------ Exercise material ------
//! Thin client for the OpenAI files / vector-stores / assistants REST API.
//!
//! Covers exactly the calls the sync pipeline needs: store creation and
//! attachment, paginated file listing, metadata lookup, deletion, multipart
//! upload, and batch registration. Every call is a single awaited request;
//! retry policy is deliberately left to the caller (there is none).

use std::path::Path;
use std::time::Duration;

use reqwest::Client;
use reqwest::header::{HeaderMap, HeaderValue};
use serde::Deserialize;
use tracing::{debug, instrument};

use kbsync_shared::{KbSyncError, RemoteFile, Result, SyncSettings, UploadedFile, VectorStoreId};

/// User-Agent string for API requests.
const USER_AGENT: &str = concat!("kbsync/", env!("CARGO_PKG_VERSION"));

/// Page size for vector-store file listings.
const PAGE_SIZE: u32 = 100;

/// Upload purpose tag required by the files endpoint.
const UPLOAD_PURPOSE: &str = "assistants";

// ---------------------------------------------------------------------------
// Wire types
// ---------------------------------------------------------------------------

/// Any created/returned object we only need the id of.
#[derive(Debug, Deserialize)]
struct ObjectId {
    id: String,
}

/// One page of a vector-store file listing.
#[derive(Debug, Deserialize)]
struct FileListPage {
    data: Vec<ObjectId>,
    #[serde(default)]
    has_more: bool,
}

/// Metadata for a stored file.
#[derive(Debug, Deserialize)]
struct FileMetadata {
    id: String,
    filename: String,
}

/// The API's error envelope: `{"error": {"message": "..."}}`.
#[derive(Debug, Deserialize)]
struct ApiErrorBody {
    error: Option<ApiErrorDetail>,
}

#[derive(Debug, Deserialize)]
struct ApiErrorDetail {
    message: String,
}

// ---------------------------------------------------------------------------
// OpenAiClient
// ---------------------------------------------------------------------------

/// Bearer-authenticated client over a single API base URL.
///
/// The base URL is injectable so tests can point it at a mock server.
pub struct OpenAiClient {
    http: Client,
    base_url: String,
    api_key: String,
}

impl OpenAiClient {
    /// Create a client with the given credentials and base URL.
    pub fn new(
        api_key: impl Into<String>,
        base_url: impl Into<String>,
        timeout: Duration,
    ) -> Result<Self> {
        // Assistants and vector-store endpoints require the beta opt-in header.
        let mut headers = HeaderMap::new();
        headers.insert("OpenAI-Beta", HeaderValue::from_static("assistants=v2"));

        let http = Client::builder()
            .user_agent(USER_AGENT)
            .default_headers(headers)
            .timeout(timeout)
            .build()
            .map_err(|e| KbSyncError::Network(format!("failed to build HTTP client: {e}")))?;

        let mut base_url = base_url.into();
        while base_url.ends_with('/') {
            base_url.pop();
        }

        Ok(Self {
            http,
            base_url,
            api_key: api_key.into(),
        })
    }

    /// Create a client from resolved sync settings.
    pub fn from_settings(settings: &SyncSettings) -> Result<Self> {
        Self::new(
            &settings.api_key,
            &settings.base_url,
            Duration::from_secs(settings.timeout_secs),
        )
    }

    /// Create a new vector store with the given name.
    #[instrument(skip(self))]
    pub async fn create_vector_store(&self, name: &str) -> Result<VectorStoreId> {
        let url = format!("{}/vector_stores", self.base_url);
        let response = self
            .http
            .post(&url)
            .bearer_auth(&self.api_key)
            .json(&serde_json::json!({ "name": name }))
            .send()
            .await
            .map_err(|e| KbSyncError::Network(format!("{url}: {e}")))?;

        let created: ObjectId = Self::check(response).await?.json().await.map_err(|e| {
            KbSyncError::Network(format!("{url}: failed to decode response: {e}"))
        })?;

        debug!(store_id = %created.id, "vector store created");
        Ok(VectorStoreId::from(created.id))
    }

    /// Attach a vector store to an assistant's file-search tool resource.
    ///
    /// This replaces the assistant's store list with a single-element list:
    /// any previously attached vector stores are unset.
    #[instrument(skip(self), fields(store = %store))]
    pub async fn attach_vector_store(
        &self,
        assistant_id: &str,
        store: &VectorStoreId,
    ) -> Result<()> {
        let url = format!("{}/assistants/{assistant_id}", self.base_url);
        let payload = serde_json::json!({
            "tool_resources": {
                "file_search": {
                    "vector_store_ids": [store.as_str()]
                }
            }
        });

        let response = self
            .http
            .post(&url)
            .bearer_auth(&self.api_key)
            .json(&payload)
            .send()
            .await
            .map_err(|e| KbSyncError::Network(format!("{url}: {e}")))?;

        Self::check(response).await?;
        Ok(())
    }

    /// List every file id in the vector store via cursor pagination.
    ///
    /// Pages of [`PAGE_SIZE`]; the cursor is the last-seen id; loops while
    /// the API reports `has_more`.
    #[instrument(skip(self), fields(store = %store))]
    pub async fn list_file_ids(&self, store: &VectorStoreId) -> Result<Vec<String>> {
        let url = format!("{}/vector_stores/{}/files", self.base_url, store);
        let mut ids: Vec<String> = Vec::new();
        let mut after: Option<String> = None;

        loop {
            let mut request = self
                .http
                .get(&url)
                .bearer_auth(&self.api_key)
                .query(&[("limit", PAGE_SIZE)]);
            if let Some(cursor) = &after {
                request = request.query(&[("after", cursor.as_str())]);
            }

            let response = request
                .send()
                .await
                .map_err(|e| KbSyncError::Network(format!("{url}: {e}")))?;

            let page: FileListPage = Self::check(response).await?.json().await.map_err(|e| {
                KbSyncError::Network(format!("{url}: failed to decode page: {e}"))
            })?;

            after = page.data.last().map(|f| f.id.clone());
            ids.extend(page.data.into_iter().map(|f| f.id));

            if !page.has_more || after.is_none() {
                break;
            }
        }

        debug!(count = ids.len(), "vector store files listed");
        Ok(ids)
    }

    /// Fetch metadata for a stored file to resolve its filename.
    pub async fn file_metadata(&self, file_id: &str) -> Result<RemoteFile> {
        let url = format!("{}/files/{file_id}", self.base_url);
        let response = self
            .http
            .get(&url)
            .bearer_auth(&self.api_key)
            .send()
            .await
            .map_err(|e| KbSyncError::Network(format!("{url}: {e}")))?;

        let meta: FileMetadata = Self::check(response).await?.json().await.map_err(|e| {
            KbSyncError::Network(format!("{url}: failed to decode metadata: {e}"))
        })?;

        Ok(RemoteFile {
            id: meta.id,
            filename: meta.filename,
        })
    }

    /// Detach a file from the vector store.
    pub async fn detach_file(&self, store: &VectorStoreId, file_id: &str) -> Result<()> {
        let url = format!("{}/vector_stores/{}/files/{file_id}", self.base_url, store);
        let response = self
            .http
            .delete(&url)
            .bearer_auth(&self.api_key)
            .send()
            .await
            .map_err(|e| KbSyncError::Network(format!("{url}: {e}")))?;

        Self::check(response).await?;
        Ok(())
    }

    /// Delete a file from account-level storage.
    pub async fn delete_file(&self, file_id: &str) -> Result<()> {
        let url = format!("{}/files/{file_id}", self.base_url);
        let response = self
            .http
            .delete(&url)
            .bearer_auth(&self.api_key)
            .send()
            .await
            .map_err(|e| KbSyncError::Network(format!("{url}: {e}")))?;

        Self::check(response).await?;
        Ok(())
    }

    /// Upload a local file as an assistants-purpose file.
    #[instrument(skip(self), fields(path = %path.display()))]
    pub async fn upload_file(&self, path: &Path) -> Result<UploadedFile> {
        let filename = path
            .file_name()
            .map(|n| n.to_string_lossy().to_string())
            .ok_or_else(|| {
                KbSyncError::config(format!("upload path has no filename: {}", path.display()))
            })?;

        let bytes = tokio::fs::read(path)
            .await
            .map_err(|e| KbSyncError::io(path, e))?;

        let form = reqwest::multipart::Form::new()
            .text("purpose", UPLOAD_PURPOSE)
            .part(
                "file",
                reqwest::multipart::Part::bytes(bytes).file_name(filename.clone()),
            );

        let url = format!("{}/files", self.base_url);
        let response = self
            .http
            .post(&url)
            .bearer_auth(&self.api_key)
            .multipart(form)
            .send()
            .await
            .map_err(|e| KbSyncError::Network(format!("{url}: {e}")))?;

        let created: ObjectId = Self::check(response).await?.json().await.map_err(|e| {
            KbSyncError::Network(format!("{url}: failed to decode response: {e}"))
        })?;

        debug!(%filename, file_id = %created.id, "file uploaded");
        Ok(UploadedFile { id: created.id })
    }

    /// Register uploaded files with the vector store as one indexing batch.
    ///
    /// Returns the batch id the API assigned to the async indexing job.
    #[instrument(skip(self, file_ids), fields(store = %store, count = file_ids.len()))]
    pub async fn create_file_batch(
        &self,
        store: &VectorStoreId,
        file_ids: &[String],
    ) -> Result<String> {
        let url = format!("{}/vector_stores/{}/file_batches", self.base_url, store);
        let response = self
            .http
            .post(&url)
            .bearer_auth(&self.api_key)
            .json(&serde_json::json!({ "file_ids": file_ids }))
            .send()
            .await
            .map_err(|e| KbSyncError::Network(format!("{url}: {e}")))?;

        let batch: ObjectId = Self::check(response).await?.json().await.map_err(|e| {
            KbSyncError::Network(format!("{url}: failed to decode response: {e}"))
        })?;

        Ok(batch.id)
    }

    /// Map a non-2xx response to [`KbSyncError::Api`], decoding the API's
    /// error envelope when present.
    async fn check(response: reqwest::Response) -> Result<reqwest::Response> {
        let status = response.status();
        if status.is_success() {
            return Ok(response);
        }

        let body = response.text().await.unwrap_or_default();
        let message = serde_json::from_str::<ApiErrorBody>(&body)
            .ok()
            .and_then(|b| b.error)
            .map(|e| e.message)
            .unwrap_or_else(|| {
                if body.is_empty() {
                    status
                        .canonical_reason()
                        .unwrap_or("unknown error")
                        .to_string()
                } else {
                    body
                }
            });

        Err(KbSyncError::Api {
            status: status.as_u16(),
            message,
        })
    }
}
------
- Problem description
Copy out, in full, each line above that has the word "stored" in it.

- Exercise answer
/// Metadata for a stored file.
    /// Fetch metadata for a stored file to resolve its filename.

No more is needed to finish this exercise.